## Exercise directions
Wherever a line holds the word "AdapterRegistry", copy that line from the data.

[Stored items]
------
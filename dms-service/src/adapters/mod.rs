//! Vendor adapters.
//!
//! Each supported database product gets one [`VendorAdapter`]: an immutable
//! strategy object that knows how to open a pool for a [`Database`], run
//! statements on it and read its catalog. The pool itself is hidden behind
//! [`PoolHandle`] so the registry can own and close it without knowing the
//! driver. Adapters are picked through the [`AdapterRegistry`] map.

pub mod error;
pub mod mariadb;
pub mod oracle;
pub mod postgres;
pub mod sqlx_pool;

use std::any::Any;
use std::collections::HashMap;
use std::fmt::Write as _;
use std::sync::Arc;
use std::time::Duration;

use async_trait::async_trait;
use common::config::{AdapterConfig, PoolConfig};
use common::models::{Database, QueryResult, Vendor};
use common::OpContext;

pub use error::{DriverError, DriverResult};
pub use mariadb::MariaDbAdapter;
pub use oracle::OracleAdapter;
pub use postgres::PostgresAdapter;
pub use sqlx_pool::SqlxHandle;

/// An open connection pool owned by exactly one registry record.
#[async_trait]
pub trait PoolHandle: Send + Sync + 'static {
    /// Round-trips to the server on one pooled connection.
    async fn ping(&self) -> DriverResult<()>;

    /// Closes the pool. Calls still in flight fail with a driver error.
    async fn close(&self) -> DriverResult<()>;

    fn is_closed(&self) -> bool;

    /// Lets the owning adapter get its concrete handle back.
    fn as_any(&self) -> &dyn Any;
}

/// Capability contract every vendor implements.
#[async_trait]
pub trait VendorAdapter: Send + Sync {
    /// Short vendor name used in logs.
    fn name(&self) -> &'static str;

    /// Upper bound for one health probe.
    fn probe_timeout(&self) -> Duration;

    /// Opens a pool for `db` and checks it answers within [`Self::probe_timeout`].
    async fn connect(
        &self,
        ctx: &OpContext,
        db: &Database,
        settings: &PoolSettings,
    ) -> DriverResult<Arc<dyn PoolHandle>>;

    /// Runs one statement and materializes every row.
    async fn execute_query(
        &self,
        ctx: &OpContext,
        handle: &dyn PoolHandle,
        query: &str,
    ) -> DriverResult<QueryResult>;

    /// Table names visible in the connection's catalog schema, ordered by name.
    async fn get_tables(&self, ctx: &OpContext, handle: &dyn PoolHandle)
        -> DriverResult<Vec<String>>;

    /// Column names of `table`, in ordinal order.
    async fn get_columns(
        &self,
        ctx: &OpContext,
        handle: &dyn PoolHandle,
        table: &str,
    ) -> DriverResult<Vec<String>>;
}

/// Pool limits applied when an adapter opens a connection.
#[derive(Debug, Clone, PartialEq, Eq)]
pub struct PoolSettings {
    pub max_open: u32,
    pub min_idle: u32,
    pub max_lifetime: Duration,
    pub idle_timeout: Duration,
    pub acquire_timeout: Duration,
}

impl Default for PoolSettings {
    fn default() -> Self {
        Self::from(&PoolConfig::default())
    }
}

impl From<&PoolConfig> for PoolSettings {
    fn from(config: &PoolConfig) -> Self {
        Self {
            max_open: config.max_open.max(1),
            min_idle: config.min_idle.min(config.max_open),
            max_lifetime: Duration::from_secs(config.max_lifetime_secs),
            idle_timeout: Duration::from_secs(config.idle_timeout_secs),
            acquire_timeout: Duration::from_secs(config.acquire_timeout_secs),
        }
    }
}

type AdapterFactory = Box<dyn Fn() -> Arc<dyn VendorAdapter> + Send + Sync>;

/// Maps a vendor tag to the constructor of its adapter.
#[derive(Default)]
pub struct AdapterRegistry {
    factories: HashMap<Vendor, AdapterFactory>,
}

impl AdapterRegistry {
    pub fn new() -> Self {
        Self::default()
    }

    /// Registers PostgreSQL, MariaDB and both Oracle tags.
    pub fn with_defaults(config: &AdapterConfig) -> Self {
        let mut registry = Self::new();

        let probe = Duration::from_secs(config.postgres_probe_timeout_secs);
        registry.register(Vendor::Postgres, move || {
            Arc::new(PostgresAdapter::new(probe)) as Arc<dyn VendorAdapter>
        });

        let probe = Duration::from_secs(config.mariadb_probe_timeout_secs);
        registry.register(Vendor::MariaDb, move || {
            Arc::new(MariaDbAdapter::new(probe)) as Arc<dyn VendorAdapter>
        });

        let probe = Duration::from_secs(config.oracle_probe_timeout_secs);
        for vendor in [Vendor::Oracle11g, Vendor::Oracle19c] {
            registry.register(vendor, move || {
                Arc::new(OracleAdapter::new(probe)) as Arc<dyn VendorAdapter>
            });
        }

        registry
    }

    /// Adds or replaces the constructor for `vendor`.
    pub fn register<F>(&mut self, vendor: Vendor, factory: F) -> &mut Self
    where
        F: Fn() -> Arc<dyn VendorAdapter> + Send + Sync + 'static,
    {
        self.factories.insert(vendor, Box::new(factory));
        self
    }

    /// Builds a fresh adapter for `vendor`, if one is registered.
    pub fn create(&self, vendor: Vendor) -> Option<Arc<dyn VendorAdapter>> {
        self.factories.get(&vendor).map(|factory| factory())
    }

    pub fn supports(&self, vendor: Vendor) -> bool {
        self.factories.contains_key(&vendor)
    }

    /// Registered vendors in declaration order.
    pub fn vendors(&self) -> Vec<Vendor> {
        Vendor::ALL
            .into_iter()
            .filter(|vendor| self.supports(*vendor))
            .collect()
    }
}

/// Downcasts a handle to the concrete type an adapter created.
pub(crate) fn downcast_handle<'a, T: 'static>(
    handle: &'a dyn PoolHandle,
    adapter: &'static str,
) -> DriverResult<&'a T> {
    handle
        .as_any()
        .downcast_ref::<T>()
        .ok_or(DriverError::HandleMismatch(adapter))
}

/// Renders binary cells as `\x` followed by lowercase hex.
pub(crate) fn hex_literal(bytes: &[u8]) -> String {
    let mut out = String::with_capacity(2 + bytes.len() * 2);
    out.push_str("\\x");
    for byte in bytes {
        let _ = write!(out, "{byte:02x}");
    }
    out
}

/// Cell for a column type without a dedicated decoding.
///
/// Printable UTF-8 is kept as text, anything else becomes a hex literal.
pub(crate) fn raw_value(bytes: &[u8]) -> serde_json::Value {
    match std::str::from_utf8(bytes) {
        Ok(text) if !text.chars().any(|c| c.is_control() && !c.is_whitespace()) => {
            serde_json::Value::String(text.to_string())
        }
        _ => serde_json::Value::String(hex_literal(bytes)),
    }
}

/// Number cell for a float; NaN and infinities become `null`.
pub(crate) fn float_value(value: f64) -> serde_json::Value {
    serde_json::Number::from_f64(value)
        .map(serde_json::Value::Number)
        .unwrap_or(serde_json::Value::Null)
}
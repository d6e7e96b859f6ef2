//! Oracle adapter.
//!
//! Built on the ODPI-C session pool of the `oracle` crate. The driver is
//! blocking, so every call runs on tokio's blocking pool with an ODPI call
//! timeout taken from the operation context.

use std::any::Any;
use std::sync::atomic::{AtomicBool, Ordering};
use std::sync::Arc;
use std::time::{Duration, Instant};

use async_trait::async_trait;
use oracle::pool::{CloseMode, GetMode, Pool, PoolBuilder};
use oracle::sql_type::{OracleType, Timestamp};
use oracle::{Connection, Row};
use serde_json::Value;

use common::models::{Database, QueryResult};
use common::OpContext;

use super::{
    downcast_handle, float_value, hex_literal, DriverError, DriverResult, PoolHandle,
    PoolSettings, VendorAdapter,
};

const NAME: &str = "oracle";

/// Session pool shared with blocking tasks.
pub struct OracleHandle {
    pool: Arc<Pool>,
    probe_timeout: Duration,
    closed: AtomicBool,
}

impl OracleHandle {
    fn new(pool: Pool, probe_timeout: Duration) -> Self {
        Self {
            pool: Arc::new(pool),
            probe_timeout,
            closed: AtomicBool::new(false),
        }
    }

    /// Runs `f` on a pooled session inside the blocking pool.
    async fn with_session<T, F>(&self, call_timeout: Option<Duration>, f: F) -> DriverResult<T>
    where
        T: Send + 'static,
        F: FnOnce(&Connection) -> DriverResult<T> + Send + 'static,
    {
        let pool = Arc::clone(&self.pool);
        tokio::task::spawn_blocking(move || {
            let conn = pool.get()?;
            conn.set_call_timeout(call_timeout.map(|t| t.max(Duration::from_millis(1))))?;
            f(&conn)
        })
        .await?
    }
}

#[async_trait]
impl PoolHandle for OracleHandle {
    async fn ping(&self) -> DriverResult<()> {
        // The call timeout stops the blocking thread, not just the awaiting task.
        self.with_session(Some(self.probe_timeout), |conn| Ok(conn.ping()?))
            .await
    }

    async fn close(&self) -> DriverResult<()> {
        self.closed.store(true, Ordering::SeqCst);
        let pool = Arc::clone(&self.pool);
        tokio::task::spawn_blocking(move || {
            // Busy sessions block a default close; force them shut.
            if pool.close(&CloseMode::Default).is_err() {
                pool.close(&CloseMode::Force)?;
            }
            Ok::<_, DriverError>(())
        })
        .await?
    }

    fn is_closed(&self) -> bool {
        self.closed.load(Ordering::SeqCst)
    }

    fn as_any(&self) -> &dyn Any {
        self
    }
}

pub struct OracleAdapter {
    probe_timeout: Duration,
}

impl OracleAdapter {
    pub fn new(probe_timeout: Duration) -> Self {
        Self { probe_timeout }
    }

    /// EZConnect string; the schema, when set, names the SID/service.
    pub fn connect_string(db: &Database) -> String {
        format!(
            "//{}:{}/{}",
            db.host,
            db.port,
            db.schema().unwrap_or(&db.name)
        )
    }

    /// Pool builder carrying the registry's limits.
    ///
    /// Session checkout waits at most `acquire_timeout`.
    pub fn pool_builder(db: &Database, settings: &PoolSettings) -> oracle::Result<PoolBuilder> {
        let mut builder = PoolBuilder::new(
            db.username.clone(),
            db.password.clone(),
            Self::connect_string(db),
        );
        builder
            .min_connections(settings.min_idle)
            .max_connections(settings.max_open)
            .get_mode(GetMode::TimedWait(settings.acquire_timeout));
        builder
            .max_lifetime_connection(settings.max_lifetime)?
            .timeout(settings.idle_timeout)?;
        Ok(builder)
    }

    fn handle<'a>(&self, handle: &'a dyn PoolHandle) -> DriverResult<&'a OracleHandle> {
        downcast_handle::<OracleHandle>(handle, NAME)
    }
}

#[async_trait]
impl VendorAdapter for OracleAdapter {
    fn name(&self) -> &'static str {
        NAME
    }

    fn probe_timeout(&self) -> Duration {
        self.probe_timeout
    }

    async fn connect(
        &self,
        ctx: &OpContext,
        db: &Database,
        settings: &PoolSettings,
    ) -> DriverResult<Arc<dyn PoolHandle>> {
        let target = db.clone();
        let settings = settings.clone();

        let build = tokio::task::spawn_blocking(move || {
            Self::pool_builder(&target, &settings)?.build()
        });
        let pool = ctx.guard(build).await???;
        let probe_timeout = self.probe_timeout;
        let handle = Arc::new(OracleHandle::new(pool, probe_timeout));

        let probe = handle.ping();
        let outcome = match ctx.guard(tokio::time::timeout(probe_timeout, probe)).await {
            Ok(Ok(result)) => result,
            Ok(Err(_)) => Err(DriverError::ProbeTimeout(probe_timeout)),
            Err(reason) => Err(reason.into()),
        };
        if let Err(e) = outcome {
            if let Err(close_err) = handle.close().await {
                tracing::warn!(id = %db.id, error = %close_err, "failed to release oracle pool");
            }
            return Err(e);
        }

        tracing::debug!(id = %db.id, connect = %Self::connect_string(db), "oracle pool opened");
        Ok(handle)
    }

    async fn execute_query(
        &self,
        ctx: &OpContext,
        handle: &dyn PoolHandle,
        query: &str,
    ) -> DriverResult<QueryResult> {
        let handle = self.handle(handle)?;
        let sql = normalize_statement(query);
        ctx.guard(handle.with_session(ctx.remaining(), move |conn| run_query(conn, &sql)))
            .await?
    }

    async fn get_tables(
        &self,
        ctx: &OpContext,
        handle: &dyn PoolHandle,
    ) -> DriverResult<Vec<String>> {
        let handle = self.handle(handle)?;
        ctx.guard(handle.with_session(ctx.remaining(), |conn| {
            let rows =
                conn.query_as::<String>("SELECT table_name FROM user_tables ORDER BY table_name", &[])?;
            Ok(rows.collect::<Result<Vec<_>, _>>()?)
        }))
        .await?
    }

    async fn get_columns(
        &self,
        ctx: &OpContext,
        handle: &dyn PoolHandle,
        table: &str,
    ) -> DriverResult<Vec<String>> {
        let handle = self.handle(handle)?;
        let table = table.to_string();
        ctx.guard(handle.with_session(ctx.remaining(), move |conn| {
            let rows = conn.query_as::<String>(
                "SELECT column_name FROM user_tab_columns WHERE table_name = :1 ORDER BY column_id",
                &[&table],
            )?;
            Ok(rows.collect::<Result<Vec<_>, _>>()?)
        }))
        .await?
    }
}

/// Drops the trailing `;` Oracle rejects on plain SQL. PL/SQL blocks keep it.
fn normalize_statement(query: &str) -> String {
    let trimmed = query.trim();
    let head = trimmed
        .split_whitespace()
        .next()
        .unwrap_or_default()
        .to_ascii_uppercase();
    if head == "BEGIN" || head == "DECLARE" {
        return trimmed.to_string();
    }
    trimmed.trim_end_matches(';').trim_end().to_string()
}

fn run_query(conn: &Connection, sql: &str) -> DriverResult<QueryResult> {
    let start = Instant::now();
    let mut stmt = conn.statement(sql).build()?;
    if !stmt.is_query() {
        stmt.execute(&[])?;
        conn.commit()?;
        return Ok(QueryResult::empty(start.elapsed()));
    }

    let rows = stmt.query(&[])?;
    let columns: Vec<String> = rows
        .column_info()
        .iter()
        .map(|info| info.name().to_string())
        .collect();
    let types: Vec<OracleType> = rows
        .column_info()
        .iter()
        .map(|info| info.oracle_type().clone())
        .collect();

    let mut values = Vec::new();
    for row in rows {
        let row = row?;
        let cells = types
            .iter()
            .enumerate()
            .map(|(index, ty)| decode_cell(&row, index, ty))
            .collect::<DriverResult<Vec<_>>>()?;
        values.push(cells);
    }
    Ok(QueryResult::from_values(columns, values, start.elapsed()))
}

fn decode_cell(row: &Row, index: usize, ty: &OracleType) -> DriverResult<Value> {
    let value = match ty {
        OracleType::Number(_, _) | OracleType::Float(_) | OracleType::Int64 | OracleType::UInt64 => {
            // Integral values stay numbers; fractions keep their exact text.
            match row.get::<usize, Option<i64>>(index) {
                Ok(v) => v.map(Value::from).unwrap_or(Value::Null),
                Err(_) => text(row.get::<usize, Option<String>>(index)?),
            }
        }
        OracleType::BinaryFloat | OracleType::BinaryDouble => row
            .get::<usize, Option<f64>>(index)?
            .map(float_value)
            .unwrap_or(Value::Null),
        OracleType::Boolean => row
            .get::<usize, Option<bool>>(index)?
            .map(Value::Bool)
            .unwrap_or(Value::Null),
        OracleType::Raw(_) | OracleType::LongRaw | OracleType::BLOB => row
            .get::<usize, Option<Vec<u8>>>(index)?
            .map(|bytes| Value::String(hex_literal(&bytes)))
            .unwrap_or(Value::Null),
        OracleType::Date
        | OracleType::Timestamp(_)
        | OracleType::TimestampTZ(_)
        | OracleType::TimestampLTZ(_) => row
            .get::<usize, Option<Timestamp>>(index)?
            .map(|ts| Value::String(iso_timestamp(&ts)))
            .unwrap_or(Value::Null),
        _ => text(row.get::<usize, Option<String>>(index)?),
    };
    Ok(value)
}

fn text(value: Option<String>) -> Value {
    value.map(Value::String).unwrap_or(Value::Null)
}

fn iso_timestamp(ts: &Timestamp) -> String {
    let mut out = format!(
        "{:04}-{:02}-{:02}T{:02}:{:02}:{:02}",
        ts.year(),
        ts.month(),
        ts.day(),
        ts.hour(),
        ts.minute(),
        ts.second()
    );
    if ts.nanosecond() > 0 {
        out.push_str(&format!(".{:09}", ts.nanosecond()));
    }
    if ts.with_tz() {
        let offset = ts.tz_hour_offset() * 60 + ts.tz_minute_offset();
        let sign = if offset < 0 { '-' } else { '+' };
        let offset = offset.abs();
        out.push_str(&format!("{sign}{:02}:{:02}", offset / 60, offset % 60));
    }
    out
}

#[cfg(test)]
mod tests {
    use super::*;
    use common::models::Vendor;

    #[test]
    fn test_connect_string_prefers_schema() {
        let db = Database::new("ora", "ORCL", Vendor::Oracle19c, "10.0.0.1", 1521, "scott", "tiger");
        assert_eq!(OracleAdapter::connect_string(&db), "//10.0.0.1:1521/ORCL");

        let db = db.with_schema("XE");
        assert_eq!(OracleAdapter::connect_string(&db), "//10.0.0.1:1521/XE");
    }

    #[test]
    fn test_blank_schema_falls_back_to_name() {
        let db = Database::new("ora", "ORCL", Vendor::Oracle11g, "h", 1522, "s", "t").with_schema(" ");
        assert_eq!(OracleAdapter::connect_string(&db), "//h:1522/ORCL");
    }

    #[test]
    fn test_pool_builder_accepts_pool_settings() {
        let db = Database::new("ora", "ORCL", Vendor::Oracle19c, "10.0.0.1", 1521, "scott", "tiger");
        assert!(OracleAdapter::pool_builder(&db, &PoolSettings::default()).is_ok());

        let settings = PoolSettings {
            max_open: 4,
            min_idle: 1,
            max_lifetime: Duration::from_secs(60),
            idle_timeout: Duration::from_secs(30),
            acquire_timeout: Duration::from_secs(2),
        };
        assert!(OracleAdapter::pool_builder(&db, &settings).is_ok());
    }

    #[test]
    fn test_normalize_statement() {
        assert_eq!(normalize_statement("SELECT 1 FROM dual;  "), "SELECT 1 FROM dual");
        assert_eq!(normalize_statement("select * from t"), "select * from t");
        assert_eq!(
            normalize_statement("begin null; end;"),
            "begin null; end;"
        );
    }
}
------
## Worked solution
//! driver. Adapters are picked through the [`AdapterRegistry`] map.
pub struct AdapterRegistry {
impl AdapterRegistry {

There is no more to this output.